### Extracted entries

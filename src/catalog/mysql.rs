// ABOUTME: MySQL-backed catalog using information_schema introspection
// ABOUTME: Opens per-pipeline connections and runs probe, key scan and delete queries

use anyhow::{anyhow, bail, Context, Result};
use async_trait::async_trait;
use mysql_async::prelude::Queryable;
use mysql_async::{Conn, OptsBuilder, Params, Row, TxOpts, Value};
use std::time::Duration;

use super::{Catalog, Connector, KeyTuple};
use crate::config::{Endpoint, SyncConfig};
use crate::error::Side;
use crate::utils::{quote_mysql_ident, retry_with_backoff};
use crate::watermark::Watermark;

/// A single MySQL connection scoped to the configured database.
pub struct MySqlCatalog {
    conn: Conn,
    database: String,
}

impl MySqlCatalog {
    /// Connect to an endpoint.
    pub async fn connect(endpoint: &Endpoint) -> Result<Self> {
        let mut builder = OptsBuilder::default()
            .ip_or_hostname(endpoint.host.clone())
            .tcp_port(endpoint.port)
            .user(Some(endpoint.user.clone()))
            .pass(Some(endpoint.password.clone()))
            .db_name(Some(endpoint.database.clone()));

        if is_plain_charset(&endpoint.charset) {
            builder = builder.init(vec![format!("SET NAMES {}", endpoint.charset)]);
        }

        let conn = Conn::new(builder)
            .await
            .with_context(|| format!("Failed to connect to {}", endpoint))?;

        tracing::debug!("Connected to {}", endpoint);

        Ok(Self {
            conn,
            database: endpoint.database.clone(),
        })
    }
}

#[async_trait]
impl Catalog for MySqlCatalog {
    async fn list_tables(&mut self) -> Result<Vec<String>> {
        let tables: Vec<String> = self
            .conn
            .exec(
                "SELECT TABLE_NAME FROM information_schema.TABLES \
                 WHERE TABLE_SCHEMA = ? AND TABLE_TYPE = 'BASE TABLE' \
                 ORDER BY TABLE_NAME",
                (self.database.clone(),),
            )
            .await
            .context("Failed to list tables")?;
        Ok(tables)
    }

    async fn table_exists(&mut self, table: &str) -> Result<bool> {
        let count: Option<i64> = self
            .conn
            .exec_first(
                "SELECT COUNT(*) FROM information_schema.TABLES \
                 WHERE TABLE_SCHEMA = ? AND TABLE_NAME = ?",
                (self.database.clone(), table.to_string()),
            )
            .await
            .with_context(|| format!("Failed to check whether table '{}' exists", table))?;
        Ok(count.unwrap_or(0) > 0)
    }

    async fn columns(&mut self, table: &str) -> Result<Vec<String>> {
        let columns: Vec<String> = self
            .conn
            .exec(
                "SELECT COLUMN_NAME FROM information_schema.COLUMNS \
                 WHERE TABLE_SCHEMA = ? AND TABLE_NAME = ? \
                 ORDER BY ORDINAL_POSITION",
                (self.database.clone(), table.to_string()),
            )
            .await
            .with_context(|| format!("Failed to get columns for table '{}'", table))?;
        Ok(columns)
    }

    async fn primary_key(&mut self, table: &str) -> Result<Vec<String>> {
        let columns: Vec<String> = self
            .conn
            .exec(
                "SELECT COLUMN_NAME FROM information_schema.KEY_COLUMN_USAGE \
                 WHERE TABLE_SCHEMA = ? AND TABLE_NAME = ? AND CONSTRAINT_NAME = 'PRIMARY' \
                 ORDER BY ORDINAL_POSITION",
                (self.database.clone(), table.to_string()),
            )
            .await
            .with_context(|| format!("Failed to get primary key for table '{}'", table))?;
        Ok(columns)
    }

    async fn has_column(&mut self, table: &str, column: &str) -> Result<bool> {
        let count: Option<i64> = self
            .conn
            .exec_first(
                "SELECT COUNT(*) FROM information_schema.COLUMNS \
                 WHERE TABLE_SCHEMA = ? AND TABLE_NAME = ? AND COLUMN_NAME = ?",
                (self.database.clone(), table.to_string(), column.to_string()),
            )
            .await
            .with_context(|| format!("Failed to look up column '{}' on '{}'", column, table))?;
        Ok(count.unwrap_or(0) > 0)
    }

    async fn max_value(&mut self, table: &str, column: &str) -> Result<Option<Watermark>> {
        let query = format!(
            "SELECT CAST(MAX({}) AS CHAR) FROM {}",
            quote_mysql_ident(column),
            quote_mysql_ident(table)
        );
        let max: Option<Option<String>> = self
            .conn
            .query_first(query)
            .await
            .with_context(|| format!("Failed to read MAX({}) from '{}'", column, table))?;
        Ok(max.flatten().map(Watermark::from))
    }

    async fn row_count_nonzero(&mut self, table: &str) -> Result<bool> {
        let query = format!(
            "SELECT EXISTS(SELECT 1 FROM {} LIMIT 1)",
            quote_mysql_ident(table)
        );
        let exists: Option<i64> = self
            .conn
            .query_first(query)
            .await
            .with_context(|| format!("Failed to check for rows in '{}'", table))?;
        Ok(exists.unwrap_or(0) > 0)
    }

    async fn primary_key_values(
        &mut self,
        table: &str,
        primary_key_columns: &[String],
    ) -> Result<Vec<KeyTuple>> {
        let query = build_key_scan_query(table, primary_key_columns);
        let rows: Vec<Row> = self
            .conn
            .query(query)
            .await
            .with_context(|| format!("Failed to scan primary keys of '{}'", table))?;

        rows.iter()
            .map(|row| key_tuple(row, primary_key_columns.len()))
            .collect::<Result<Vec<_>>>()
            .with_context(|| format!("Failed to read primary keys of '{}'", table))
    }

    async fn delete_by_keys(
        &mut self,
        table: &str,
        primary_key_columns: &[String],
        keys: &[KeyTuple],
    ) -> Result<u64> {
        if keys.is_empty() {
            return Ok(0);
        }

        let query = build_delete_query(table, primary_key_columns, keys.len());
        let params: Vec<Value> = keys
            .iter()
            .flat_map(|key| key.iter().map(|v| Value::Bytes(v.clone())))
            .collect();

        let mut tx = self
            .conn
            .start_transaction(TxOpts::default())
            .await
            .context("Failed to start delete transaction")?;

        let result = tx
            .exec_iter(query, Params::Positional(params))
            .await
            .with_context(|| format!("Failed to delete orphaned rows from '{}'", table))?;
        let deleted = result.affected_rows();
        result
            .drop_result()
            .await
            .context("Failed to finish delete statement")?;

        tx.commit()
            .await
            .context("Failed to commit delete transaction")?;

        Ok(deleted)
    }

    async fn truncate(&mut self, table: &str) -> Result<()> {
        self.conn
            .query_drop(format!("TRUNCATE TABLE {}", quote_mysql_ident(table)))
            .await
            .with_context(|| format!("Failed to truncate '{}'", table))?;
        Ok(())
    }

    async fn close(self: Box<Self>) -> Result<()> {
        self.conn
            .disconnect()
            .await
            .context("Failed to close connection")?;
        Ok(())
    }
}

/// Opens [`MySqlCatalog`] connections for the configured endpoints.
pub struct MySqlConnector {
    source: Endpoint,
    destination: Endpoint,
    retries: u32,
}

impl MySqlConnector {
    pub fn new(config: &SyncConfig) -> Self {
        Self {
            source: config.source.clone(),
            destination: config.destination.clone(),
            retries: config.connect_retries,
        }
    }
}

#[async_trait]
impl Connector for MySqlConnector {
    async fn connect(&self, side: Side) -> Result<Box<dyn Catalog>> {
        let endpoint = match side {
            Side::Source => &self.source,
            Side::Destination => &self.destination,
        };
        let catalog = retry_with_backoff(
            || MySqlCatalog::connect(endpoint),
            self.retries,
            Duration::from_secs(1),
        )
        .await
        .with_context(|| format!("Failed to open {} connection", side))?;
        Ok(Box::new(catalog))
    }
}

fn is_plain_charset(charset: &str) -> bool {
    !charset.is_empty() && charset.chars().all(|c| c.is_ascii_alphanumeric() || c == '_')
}

/// `SELECT pk, ... FROM table` over the primary key columns.
///
/// Runs over the text protocol, so every value arrives as the bytes MySQL
/// stores or renders for it.
fn build_key_scan_query(table: &str, primary_key_columns: &[String]) -> String {
    let select_list = primary_key_columns
        .iter()
        .map(|c| quote_mysql_ident(c))
        .collect::<Vec<_>>()
        .join(", ");
    format!("SELECT {} FROM {}", select_list, quote_mysql_ident(table))
}

/// The first `width` columns of a key scan row.
fn key_tuple(row: &Row, width: usize) -> Result<KeyTuple> {
    (0..width)
        .map(|i| {
            row.as_ref(i)
                .ok_or_else(|| anyhow!("key scan row has no column {}", i))
                .and_then(key_component)
        })
        .collect()
}

/// Raw bytes of one key value. Binary keys are kept byte for byte.
fn key_component(value: &Value) -> Result<Vec<u8>> {
    match value {
        Value::Bytes(bytes) => Ok(bytes.clone()),
        Value::Int(n) => Ok(n.to_string().into_bytes()),
        Value::UInt(n) => Ok(n.to_string().into_bytes()),
        Value::NULL => bail!("NULL primary key value"),
        other => bail!("unsupported primary key value {:?}", other),
    }
}

/// Delete statement matching `key_count` primary key tuples.
///
/// Single-column keys use `pk IN (?, ...)`; composite keys use a row
/// constructor so every component must match:
/// ```sql
/// DELETE FROM `t` WHERE (`a`, `b`) IN ((?, ?), (?, ?))
/// ```
fn build_delete_query(table: &str, primary_key_columns: &[String], key_count: usize) -> String {
    let quoted: Vec<String> = primary_key_columns
        .iter()
        .map(|c| quote_mysql_ident(c))
        .collect();

    if quoted.len() == 1 {
        let placeholders = vec!["?"; key_count].join(", ");
        return format!(
            "DELETE FROM {} WHERE {} IN ({})",
            quote_mysql_ident(table),
            quoted[0],
            placeholders
        );
    }

    let tuple = format!("({})", vec!["?"; quoted.len()].join(", "));
    let tuples = vec![tuple.as_str(); key_count].join(", ");
    format!(
        "DELETE FROM {} WHERE ({}) IN ({})",
        quote_mysql_ident(table),
        quoted.join(", "),
        tuples
    )
}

######

— Assignment —
Working from the listing above, pick out every line that has "default" and copy it.

— Response area —
        let mut builder = OptsBuilder::default()
            .start_transaction(TxOpts::default())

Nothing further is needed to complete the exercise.